WHAT THE TASK ASKS —
To answer, print the line containing "pub fn resolve_by_keyword(&self, command: &str)" and each line after it in the listing below, exactly as they stand.

SUPPLIED DATA —
■ ■ ■ ■ ■

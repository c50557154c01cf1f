//! Keyword to action lookup.

use crate::ActionKind;
use derive_getters::Getters;
use foodbot_core::ActionDescriptor;
use foodbot_error::{ConfigError, ConfigErrorKind};
use std::collections::HashMap;
use tracing::{debug, instrument};

/// A descriptor together with its parsed kind.
#[derive(Debug, Clone, PartialEq, Eq, Getters)]
pub struct RegisteredAction {
    /// Keywords, access lists and raw settings.
    descriptor: ActionDescriptor,
    /// What the action does.
    kind: ActionKind,
}

/// Result of a keyword lookup.
#[derive(Debug, Clone, Copy, PartialEq, Eq)]
pub enum Lookup<'a> {
    /// An active action owns the keyword.
    Found(&'a RegisteredAction),
    /// The keyword belongs to an inactive action.
    Inactive(&'a RegisteredAction),
    /// No action owns the keyword.
    NotFound,
}

/// Actions in registration order, looked up by keyword.
///
/// Registration rejects duplicate ids and keywords, so at most one action
/// owns any keyword and lookup order never decides between two.
///
/// # Examples
///
/// ```
/// use foodbot_actions::{ActionRegistry, Lookup};
/// use foodbot_core::ActionDescriptor;
///
/// let registry = ActionRegistry::from_descriptors([
///     ActionDescriptor::new("help", ["help", "commands"]),
///     ActionDescriptor::new("reload", ["reload"]).with_active(false),
/// ])
/// .unwrap();
///
/// assert!(registry.resolve_by_keyword("HELP").is_some());
/// assert!(registry.resolve_by_keyword("reload").is_none());
/// assert!(matches!(registry.lookup("reload"), Lookup::Inactive(_)));
/// assert!(matches!(registry.lookup("nope"), Lookup::NotFound));
/// ```
#[derive(Debug, Clone, Default)]
pub struct ActionRegistry {
    actions: Vec<RegisteredAction>,
    by_keyword: HashMap<String, usize>,
}

impl ActionRegistry {
    /// Create an empty registry.
    pub fn new() -> Self {
        Self::default()
    }

    /// Parse every descriptor's kind and register them in order.
    ///
    /// # Errors
    ///
    /// Returns an error for an unknown action id, malformed per-kind settings,
    /// or a duplicate id or keyword.
    pub fn from_descriptors<I>(descriptors: I) -> Result<Self, ConfigError>
    where
        I: IntoIterator<Item = ActionDescriptor>,
    {
        let mut registry = Self::new();
        for descriptor in descriptors {
            let kind = ActionKind::from_descriptor(&descriptor)?;
            registry.register(descriptor, kind)?;
        }
        Ok(registry)
    }

    /// Add an action after all existing ones.
    ///
    /// # Errors
    ///
    /// Returns an error if the id, or any keyword, is already registered.
    #[instrument(skip(self, descriptor, kind), fields(id = %descriptor.id()))]
    pub fn register(
        &mut self,
        descriptor: ActionDescriptor,
        kind: ActionKind,
    ) -> Result<(), ConfigError> {
        if self.get(descriptor.id()).is_some() {
            return Err(ConfigError::new(ConfigErrorKind::DuplicateAction(
                descriptor.id().clone(),
            )));
        }

        if let Some(keyword) = descriptor
            .keywords()
            .iter()
            .find(|keyword| self.by_keyword.contains_key(*keyword))
        {
            return Err(ConfigError::new(ConfigErrorKind::DuplicateKeyword {
                keyword: keyword.clone(),
                action: descriptor.id().clone(),
            }));
        }

        let index = self.actions.len();
        for keyword in descriptor.keywords() {
            self.by_keyword.insert(keyword.clone(), index);
        }
        debug!(keywords = ?descriptor.keywords(), "Registered action");
        self.actions.push(RegisteredAction { descriptor, kind });
        Ok(())
    }

    /// Look up the action owning `command`, case-insensitively.
    pub fn lookup(&self, command: &str) -> Lookup<'_> {
        let command = command.to_lowercase();
        match self.by_keyword.get(&command).map(|index| &self.actions[*index]) {
            Some(action) if *action.descriptor.is_active() => Lookup::Found(action),
            Some(action) => Lookup::Inactive(action),
            None => Lookup::NotFound,
        }
    }

    /// The active action owning `command`, if any.
    pub fn resolve_by_keyword(&self, command: &str) -> Option<&RegisteredAction> {
        match self.lookup(command) {
            Lookup::Found(action) => Some(action),
            Lookup::Inactive(_) | Lookup::NotFound => None,
        }
    }

    /// Find an action by id.
    pub fn get(&self, id: &str) -> Option<&RegisteredAction> {
        self.actions
            .iter()
            .find(|action| action.descriptor.id() == id)
    }

    /// Every action in registration order.
    pub fn iter(&self) -> impl Iterator<Item = &RegisteredAction> {
        self.actions.iter()
    }

    /// Number of registered actions.
    pub fn len(&self) -> usize {
        self.actions.len()
    }

    /// Whether no action is registered.
    pub fn is_empty(&self) -> bool {
        self.actions.is_empty()
    }
}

■ ■ ■ ■ ■

ANSWER TO THIS PROBLEM —
    pub fn resolve_by_keyword(&self, command: &str) -> Option<&RegisteredAction> {
        match self.lookup(command) {
            Lookup::Found(action) => Some(action),
            Lookup::Inactive(_) | Lookup::NotFound => None,
        }
    }

    /// Find an action by id.
    pub fn get(&self, id: &str) -> Option<&RegisteredAction> {
        self.actions
            .iter()
            .find(|action| action.descriptor.id() == id)
    }

    /// Every action in registration order.
    pub fn iter(&self) -> impl Iterator<Item = &RegisteredAction> {
        self.actions.iter()
    }

    /// Number of registered actions.
    pub fn len(&self) -> usize {
        self.actions.len()
    }

    /// Whether no action is registered.
    pub fn is_empty(&self) -> bool {
        self.actions.is_empty()
    }
}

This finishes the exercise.